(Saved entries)
----

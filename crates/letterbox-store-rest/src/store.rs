//! [`RestStore`] — the hosted-store implementation of [`SubmissionStore`].

use std::time::Duration;

use letterbox_core::{
  store::SubmissionStore,
  submission::{ContactSubmission, SubmissionRecord, SubmissionStatus},
};
use reqwest::{Client, RequestBuilder, Response};
use uuid::Uuid;

use crate::{
  config::StoreConfig,
  error::{Error, Result},
};

/// Table holding contact-form submissions.
const TABLE: &str = "contact_submissions";

/// Client for the hosted store's REST interface.
///
/// Cheap to clone — the inner [`reqwest::Client`] is `Arc`-based.
///
/// Missing configuration is a deferred runtime failure, not a startup abort:
/// construction always succeeds (logging a warning), and each call returns
/// [`Error::NotConfigured`] until an endpoint and key are supplied.
#[derive(Clone)]
pub struct RestStore {
  client: Client,
  config: StoreConfig,
}

impl RestStore {
  pub fn new(config: StoreConfig) -> reqwest::Result<Self> {
    if !config.is_configured() {
      tracing::warn!(
        "store endpoint and/or access key not set; \
         submission calls will fail until both are configured"
      );
    }
    let client = Client::builder()
      .timeout(Duration::from_secs(30))
      .build()?;
    Ok(Self { client, config })
  }

  pub(crate) fn table_url(&self) -> String {
    format!(
      "{}/rest/v1/{TABLE}",
      self.config.endpoint.trim_end_matches('/')
    )
  }

  fn auth(&self, req: RequestBuilder) -> RequestBuilder {
    req
      .header("apikey", &self.config.access_key)
      .bearer_auth(&self.config.access_key)
  }

  fn ensure_configured(&self) -> Result<()> {
    if self.config.is_configured() {
      Ok(())
    } else {
      Err(Error::NotConfigured)
    }
  }
}

/// Pull the `message` field out of the store's JSON error body, falling back
/// to the raw body or the status line.
async fn rejection(resp: Response) -> Error {
  let status = resp.status();
  let body = resp.text().await.unwrap_or_default();
  let message = serde_json::from_str::<serde_json::Value>(&body)
    .ok()
    .and_then(|v| v.get("message").and_then(|m| m.as_str()).map(str::to_owned))
    .unwrap_or_else(|| {
      if body.trim().is_empty() {
        status.to_string()
      } else {
        body.clone()
      }
    });
  Error::Rejected { status, message }
}

async fn rows(resp: Response) -> Result<Vec<ContactSubmission>> {
  if !resp.status().is_success() {
    return Err(rejection(resp).await);
  }
  Ok(resp.json().await?)
}

impl SubmissionStore for RestStore {
  type Error = Error;

  /// `POST /rest/v1/contact_submissions` with `Prefer: return=representation`
  /// so the inserted row (with the store-assigned id) comes back.
  async fn insert(
    &self,
    record: SubmissionRecord,
  ) -> Result<Vec<ContactSubmission>> {
    self.ensure_configured()?;
    let resp = self
      .auth(self.client.post(self.table_url()))
      .header("Prefer", "return=representation")
      .json(&[record])
      .send()
      .await?;
    rows(resp).await
  }

  /// `GET /rest/v1/contact_submissions?select=*&order=created_at.desc`
  async fn list(&self) -> Result<Vec<ContactSubmission>> {
    self.ensure_configured()?;
    let resp = self
      .auth(self.client.get(self.table_url()))
      .query(&[("select", "*"), ("order", "created_at.desc")])
      .send()
      .await?;
    rows(resp).await
  }

  /// `PATCH /rest/v1/contact_submissions?id=eq.{id}` with a status-only
  /// patch body. A filter that matches nothing returns an empty row set,
  /// not an error.
  async fn update_status(
    &self,
    id: Uuid,
    status: SubmissionStatus,
  ) -> Result<Vec<ContactSubmission>> {
    self.ensure_configured()?;
    let resp = self
      .auth(self.client.patch(self.table_url()))
      .query(&[("id", format!("eq.{id}"))])
      .header("Prefer", "return=representation")
      .json(&serde_json::json!({ "status": status }))
      .send()
      .await?;
    rows(resp).await
  }
}
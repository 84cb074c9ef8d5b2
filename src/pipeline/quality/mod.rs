pub mod types;
pub mod dimensions;
pub mod scorer;

pub use types::*;
pub use scorer::QualityScorer;
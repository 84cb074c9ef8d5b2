use std::collections::BTreeMap;

use chrono::NaiveDate;

use super::dimensions::{self, Completeness, Consistency};
use super::types::{AssembledRecord, Grade, QualityDimension, QualityReport, ValidationStatus};
use crate::config::{ConfigError, QualitySettings};

/// Validation status cut-offs.
pub mod thresholds {
    pub const VALID: f64 = 0.75;
    pub const NEEDS_REVIEW: f64 = 0.50;
    pub const STRICT_VALID: f64 = 0.85;
    pub const STRICT_NEEDS_REVIEW: f64 = 0.65;
}

fn round4(value: f64) -> f64 {
    (value * 10_000.0).round() / 10_000.0
}

/// Weighted five-dimension quality scorer.
pub struct QualityScorer {
    settings: QualitySettings,
    reference_date: Option<NaiveDate>,
}

impl QualityScorer {
    /// Fails when the dimension weights are negative or do not sum to 1.0.
    pub fn new(settings: QualitySettings) -> Result<Self, ConfigError> {
        settings.weights.validate()?;
        Ok(Self {
            settings,
            reference_date: None,
        })
    }

    /// Pin "today" for consistency checks. Defaults to the current UTC date.
    pub fn with_reference_date(mut self, date: NaiveDate) -> Self {
        self.reference_date = Some(date);
        self
    }

    pub fn settings(&self) -> &QualitySettings {
        &self.settings
    }

    pub fn status_for(&self, overall: f64) -> ValidationStatus {
        let (valid, review) = if self.settings.strict {
            (thresholds::STRICT_VALID, thresholds::STRICT_NEEDS_REVIEW)
        } else {
            (thresholds::VALID, thresholds::NEEDS_REVIEW)
        };
        if overall >= valid {
            ValidationStatus::Valid
        } else if overall >= review {
            ValidationStatus::NeedsReview
        } else {
            ValidationStatus::Invalid
        }
    }

    pub fn score(&self, record: &AssembledRecord<'_>) -> QualityReport {
        let today = self
            .reference_date
            .unwrap_or_else(|| chrono::Utc::now().date_naive());

        let completeness = dimensions::completeness(record);
        let consistency = dimensions::consistency(record, today);

        let mut scores = BTreeMap::new();
        scores.insert(QualityDimension::Completeness, round4(completeness.score));
        scores.insert(
            QualityDimension::CitationQuality,
            round4(dimensions::citation_quality(record)),
        );
        scores.insert(
            QualityDimension::TextQuality,
            round4(dimensions::text_quality(record)),
        );
        scores.insert(
            QualityDimension::MetadataValidity,
            round4(dimensions::metadata_validity(record)),
        );
        scores.insert(QualityDimension::Consistency, round4(consistency.score));

        let weights = &self.settings.weights;
        let overall = round4(
            scores
                .iter()
                .map(|(d, s)| weights.weight(*d) * s)
                .sum::<f64>()
                .clamp(0.0, 1.0),
        );

        let review_reasons = self.review_reasons(record, &scores, overall);
        let recommendations = self.recommendations(&scores, &completeness, &consistency);
        let validation_status = self.status_for(overall);

        tracing::debug!(
            overall,
            status = validation_status.as_str(),
            manual_review = !review_reasons.is_empty(),
            "Quality scored"
        );

        QualityReport {
            dimension_scores: scores,
            overall_score: overall,
            grade: Grade::from_score(overall),
            validation_status,
            needs_manual_review: !review_reasons.is_empty(),
            review_reasons,
            recommendations,
        }
    }

    /// Independent manual-review triggers; any one is enough.
    fn review_reasons(
        &self,
        record: &AssembledRecord<'_>,
        scores: &BTreeMap<QualityDimension, f64>,
        overall: f64,
    ) -> Vec<String> {
        let s = &self.settings;
        let mut reasons = Vec::new();

        if overall < s.manual_review_below {
            reasons.push(format!(
                "overall score {overall:.2} is below {:.2}",
                s.manual_review_below
            ));
        }
        for (dimension, score) in scores {
            if *score < s.dimension_floor {
                reasons.push(format!(
                    "{} score {score:.2} is below {:.2}",
                    dimension.as_str(),
                    s.dimension_floor
                ));
            }
        }
        if let Some(ocr) = record.extraction.and_then(|e| e.ocr_confidence) {
            if ocr < s.ocr_confidence_floor {
                reasons.push(format!(
                    "OCR confidence {ocr:.2} is below {:.2}",
                    s.ocr_confidence_floor
                ));
            }
        }
        if record.metadata.title.is_none() {
            reasons.push("title is missing".to_string());
        }
        if record.metadata.primary_date.is_none() {
            reasons.push("primary date is missing".to_string());
        }
        reasons
    }

    fn recommendations(
        &self,
        scores: &BTreeMap<QualityDimension, f64>,
        completeness: &Completeness,
        consistency: &Consistency,
    ) -> Vec<String> {
        let below = self.settings.recommendation_below;
        scores
            .iter()
            .filter(|(_, score)| **score < below)
            .map(|(dimension, score)| match dimension {
                QualityDimension::Completeness => format!(
                    "Completeness is {score:.2}: {}. Check the source document for the missing fields.",
                    completeness.missing.join("; ")
                ),
                QualityDimension::CitationQuality => format!(
                    "Citation quality is {score:.2}: verify citations manually or extend the citation patterns."
                ),
                QualityDimension::TextQuality => format!(
                    "Text quality is {score:.2}: re-scan the document at higher resolution or supply a digital copy."
                ),
                QualityDimension::MetadataValidity => format!(
                    "Metadata validity is {score:.2}: review extracted dates, parties and sections."
                ),
                QualityDimension::Consistency => format!(
                    "Consistency is {score:.2}: {}.",
                    consistency.failures.join("; ")
                ),
            })
            .collect()
    }
}

#[cfg(test)]
mod tests {
    use super::*;
    use crate::pipeline::entities::{Entity, EntityType};
    use crate::pipeline::extraction::{EngineFallbackResult, QualityTier};
    use crate::pipeline::metadata::DocumentMetadata;

    fn reference() -> NaiveDate {
        NaiveDate::from_ymd_opt(2026, 6, 1).unwrap()
    }

    fn extraction(tier: QualityTier, ocr: Option<f64>) -> EngineFallbackResult {
        EngineFallbackResult {
            final_text: "x".repeat(300),
            engine_used: Some("utf8_text".into()),
            is_scanned: ocr.is_some(),
            ocr_confidence: ocr,
            quality_tier: tier,
            content_hash: "h".into(),
            page_count: 1,
            pages: vec![],
            sample_words_per_page: None,
            attempts: vec![],
        }
    }

    fn full_entities() -> BTreeMap<EntityType, Vec<Entity>> {
        let mut entities = BTreeMap::new();
        entities.insert(
            EntityType::Citation,
            vec![Entity::new(EntityType::Citation, "c", "DLR:1998:22:HCD:205", 1.0, 0)
                .with_field("year", "1998")
                .with_field("reporter", "DLR")
                .with_field("page", "205")],
        );
        entities.insert(
            EntityType::Date,
            vec![Entity::new(EntityType::Date, "d", "1999-01-12", 1.0, 0)],
        );
        entities
    }

    fn full_metadata() -> DocumentMetadata {
        DocumentMetadata {
            title: Some("Abdul Karim v. The State".into()),
            primary_date: NaiveDate::from_ymd_opt(1999, 1, 12),
            parties: vec!["Abdul Karim".into(), "The State".into()],
            total_citations: 1,
            ..Default::default()
        }
    }

    fn scorer() -> QualityScorer {
        QualityScorer::new(QualitySettings::default())
            .unwrap()
            .with_reference_date(reference())
    }

    #[test]
    fn complete_record_is_valid() {
        let text = "t".repeat(300);
        let entities = full_entities();
        let meta = full_metadata();
        let ext = extraction(QualityTier::High, None);
        let record = AssembledRecord {
            text: &text,
            extraction: Some(&ext),
            entities: &entities,
            metadata: &meta,
        };
        let report = scorer().score(&record);
        assert_eq!(report.overall_score, 1.0);
        assert_eq!(report.grade, Grade::Excellent);
        assert_eq!(report.validation_status, ValidationStatus::Valid);
        assert!(!report.needs_manual_review);
        assert!(report.recommendations.is_empty());
        assert_eq!(report.dimension_scores.len(), 5);
    }

    #[test]
    fn rescoring_is_byte_identical() {
        let text = "t".repeat(300);
        let entities = full_entities();
        let meta = full_metadata();
        let ext = extraction(QualityTier::Medium, Some(0.9));
        let record = AssembledRecord {
            text: &text,
            extraction: Some(&ext),
            entities: &entities,
            metadata: &meta,
        };
        let s = scorer();
        let a = serde_json::to_vec(&s.score(&record)).unwrap();
        let b = serde_json::to_vec(&s.score(&record)).unwrap();
        assert_eq!(a, b);
    }

    #[test]
    fn missing_citations_penalize_completeness_and_recommend() {
        let text = "t".repeat(300);
        let mut entities = full_entities();
        entities.remove(&EntityType::Citation);
        let meta = DocumentMetadata {
            total_citations: 0,
            ..full_metadata()
        };
        let ext = extraction(QualityTier::High, None);
        let record = AssembledRecord {
            text: &text,
            extraction: Some(&ext),
            entities: &entities,
            metadata: &meta,
        };
        let report = scorer().score(&record);
        assert!((report.score(QualityDimension::Completeness) - 0.70).abs() < 1e-9);
        assert_eq!(report.score(QualityDimension::CitationQuality), 0.0);
        // 0.25*0.7 + 0.2*0 + 0.2*1 + 0.2*1 + 0.15*1
        assert!((report.overall_score - 0.725).abs() < 1e-9);
        assert_eq!(report.validation_status, ValidationStatus::NeedsReview);
        assert!(report.needs_manual_review);
        assert!(report.recommendations[0].contains("no citations were extracted"));
        assert!(report.recommendations[1].starts_with("Citation quality"));
        assert_eq!(report.recommendations.len(), 2);
    }

    #[test]
    fn low_ocr_confidence_alone_triggers_review() {
        let text = "t".repeat(300);
        let entities = full_entities();
        let meta = full_metadata();
        let ext = extraction(QualityTier::High, Some(0.78));
        let record = AssembledRecord {
            text: &text,
            extraction: Some(&ext),
            entities: &entities,
            metadata: &meta,
        };
        let report = scorer().score(&record);
        // text quality 0.89 keeps the overall high
        assert!(report.overall_score >= 0.75);
        assert_eq!(report.validation_status, ValidationStatus::Valid);
        assert!(report.needs_manual_review);
        assert_eq!(report.review_reasons.len(), 1);
        assert!(report.review_reasons[0].contains("OCR confidence"));
    }

    #[test]
    fn missing_title_alone_triggers_review() {
        let text = "t".repeat(300);
        let entities = full_entities();
        let meta = DocumentMetadata {
            title: None,
            ..full_metadata()
        };
        let ext = extraction(QualityTier::High, None);
        let record = AssembledRecord {
            text: &text,
            extraction: Some(&ext),
            entities: &entities,
            metadata: &meta,
        };
        let report = scorer().score(&record);
        assert!(report.needs_manual_review);
        assert!(report.review_reasons.iter().any(|r| r == "title is missing"));
    }

    #[test]
    fn strict_mode_raises_thresholds() {
        let lenient = scorer();
        let strict = QualityScorer::new(QualitySettings {
            strict: true,
            ..QualitySettings::default()
        })
        .unwrap();
        assert_eq!(lenient.status_for(0.80), ValidationStatus::Valid);
        assert_eq!(strict.status_for(0.80), ValidationStatus::NeedsReview);
        assert_eq!(lenient.status_for(0.55), ValidationStatus::NeedsReview);
        assert_eq!(strict.status_for(0.55), ValidationStatus::Invalid);
        assert_eq!(strict.status_for(0.85), ValidationStatus::Valid);
    }

    #[test]
    fn weights_must_sum_to_one() {
        let mut settings = QualitySettings::default();
        settings.weights.completeness += 0.2;
        let err = QualityScorer::new(settings).err().expect("unbalanced weights rejected");
        assert!(matches!(err, ConfigError::InvalidWeights { .. }), "{err}");

        let mut settings = QualitySettings::default();
        settings.weights.consistency = -0.1;
        settings.weights.completeness += 0.1;
        assert!(QualityScorer::new(settings).is_err());
    }

    #[test]
    fn empty_record_stays_in_range() {
        let text = "";
        let entities = BTreeMap::new();
        let meta = DocumentMetadata::default();
        let record = AssembledRecord {
            text,
            extraction: None,
            entities: &entities,
            metadata: &meta,
        };
        let report = scorer().score(&record);
        assert!((0.0..=1.0).contains(&report.overall_score));
        assert_eq!(report.validation_status, ValidationStatus::Invalid);
        assert!(report.dimension_scores.values().all(|s| (0.0..=1.0).contains(s)));
    }
}
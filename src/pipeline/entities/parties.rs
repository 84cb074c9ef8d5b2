use std::sync::LazyLock;

use regex::Regex;

use super::patterns::{PatternCache, PatternError};
use super::types::{finalize, Entity, EntityPass, EntityType};

pub mod thresholds {
    pub const CAPTION_POINTS: f64 = 0.40;
    pub const LENGTH_POINTS: f64 = 0.30;
    pub const FORM_POINTS: f64 = 0.30;
    pub const MIN_WORDS: usize = 2;
    pub const MAX_WORDS: usize = 12;
}

/// `A v. B` on one line.
static INLINE_CAPTION: LazyLock<Regex> = LazyLock::new(|| {
    Regex::new(r"(?m)^(?P<first>[^\n]{2,160}?)[ \t]+(?i:v\.|vs\.?|versus)[ \t]+(?P<second>[^\n]{2,160})$")
        .expect("valid regex")
});

/// `A` / `Versus` / `B` on three lines.
static STACKED_CAPTION: LazyLock<Regex> = LazyLock::new(|| {
    Regex::new(r"(?m)^(?P<first>[^\n]{2,160})\n[ \t]*(?i:v\.?|vs\.?|versus)[ \t]*\n(?P<second>[^\n]{2,160})$")
        .expect("valid regex")
});

/// Trailing procedural role, e.g. `....Petitioner` or `- Respondents`.
static ROLE_SUFFIX: LazyLock<Regex> = LazyLock::new(|| {
    Regex::new(
        r"(?i)[\s.,:\-]*\b(?:petitioners?|respondents?|appellants?|plaintiffs?|defendants?|applicants?|complainants?|opposite\s+part(?:y|ies)|accused)\b[\s.,:\-]*$",
    )
    .expect("valid regex")
});

static ORGANISATION: LazyLock<Regex> = LazyLock::new(|| {
    Regex::new(
        r"(?i)\b(?:state|government|bangladesh|republic|ltd|limited|bank|corporation|company|authority|commission(?:er)?|ministry|board|union|secretary|municipal|university)\b",
    )
    .expect("valid regex")
});

/// Remove role suffixes and decoration, collapse whitespace.
fn clean_name(raw: &str) -> String {
    let stripped = ROLE_SUFFIX.replace(raw, "");
    let collapsed = stripped.split_whitespace().collect::<Vec<_>>().join(" ");
    collapsed
        .trim_matches(|c: char| !c.is_alphanumeric() && c != ')')
        .to_string()
}

fn looks_like_name(name: &str) -> bool {
    if ORGANISATION.is_match(name) {
        return true;
    }
    let mut words = name
        .split_whitespace()
        .filter(|w| w.chars().next().is_some_and(char::is_alphabetic))
        .peekable();
    words.peek().is_some() && words.all(|w| w.chars().next().is_some_and(char::is_uppercase))
}

/// Case caption parties. Each side becomes one entity with a `role` field.
#[derive(Debug, Default, Clone, Copy)]
pub struct PartyPass;

impl PartyPass {
    pub fn extract(&self, text: &str) -> Vec<Entity> {
        let mut found = Vec::new();
        for re in [&*STACKED_CAPTION, &*INLINE_CAPTION] {
            for caps in re.captures_iter(text) {
                for role in ["first", "second"] {
                    if let Some(side) = caps.name(role) {
                        if let Some(entity) = Self::score(side.as_str(), side.start(), role) {
                            found.push(entity);
                        }
                    }
                }
            }
        }
        finalize(found)
    }

    fn score(raw: &str, offset: usize, role: &str) -> Option<Entity> {
        let name = clean_name(raw);
        if !name.chars().any(char::is_alphabetic) {
            return None;
        }

        let words = name.split_whitespace().count();
        let mut confidence = thresholds::CAPTION_POINTS;
        if (thresholds::MIN_WORDS..=thresholds::MAX_WORDS).contains(&words) {
            confidence += thresholds::LENGTH_POINTS;
        }
        if looks_like_name(&name) {
            confidence += thresholds::FORM_POINTS;
        }

        Some(
            Entity::new(EntityType::Party, raw.trim_end(), name, confidence, offset)
                .with_field("role", role),
        )
    }
}

impl EntityPass for PartyPass {
    fn entity_type(&self) -> EntityType {
        EntityType::Party
    }

    fn run(&self, text: &str, _patterns: &PatternCache) -> Result<Vec<Entity>, PatternError> {
        Ok(self.extract(text))
    }
}

#[cfg(test)]
mod tests {
    use super::*;

    #[test]
    fn inline_caption_yields_both_sides() {
        let parties = PartyPass.extract("Abdul Karim v. The State");
        assert_eq!(parties.len(), 2);
        let first = parties.iter().find(|p| p.field("role") == Some("first")).unwrap();
        let second = parties.iter().find(|p| p.field("role") == Some("second")).unwrap();
        assert_eq!(first.normalized_form, "Abdul Karim");
        assert_eq!(second.normalized_form, "The State");
        assert_eq!(first.confidence, 1.0);
        assert_eq!(parties.iter().filter(|p| p.is_primary).count(), 1);
        assert!(parties[0].is_primary);
        assert_eq!(parties[0].field("role"), Some("first"));
    }

    #[test]
    fn stacked_caption_strips_roles() {
        let text = "IN THE SUPREME COURT\nMd. Rahim Uddin ....Petitioner\nVersus\nBangladesh Bank and others ....Respondents\nJudgment";
        let parties = PartyPass.extract(text);
        let names: Vec<_> = parties.iter().map(|p| p.normalized_form.as_str()).collect();
        assert!(names.contains(&"Md. Rahim Uddin"), "{names:?}");
        assert!(names.contains(&"Bangladesh Bank and others"), "{names:?}");
        assert_eq!(parties.len(), 2);
    }

    #[test]
    fn lowercase_single_word_scores_low() {
        let parties = PartyPass.extract("foo vs bar");
        assert_eq!(parties.len(), 2);
        assert!(parties.iter().all(|p| p.confidence == 0.4));
    }

    #[test]
    fn role_suffix_removal() {
        assert_eq!(clean_name("Abdul Karim -- Appellant"), "Abdul Karim");
        assert_eq!(clean_name("Rahima Khatun and others.....Opposite Parties"), "Rahima Khatun and others");
        assert_eq!(clean_name("The State"), "The State");
    }

    #[test]
    fn no_caption_is_empty() {
        assert!(PartyPass.extract("The appeal is dismissed without costs.").is_empty());
    }
}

----

WHAT THE TASK REQUIRES
Show every line from the entries above in which "CitationQuality" appears.

EXPECTED OUTPUT
            QualityDimension::CitationQuality,
                QualityDimension::CitationQuality => format!(
        assert_eq!(report.score(QualityDimension::CitationQuality), 0.0);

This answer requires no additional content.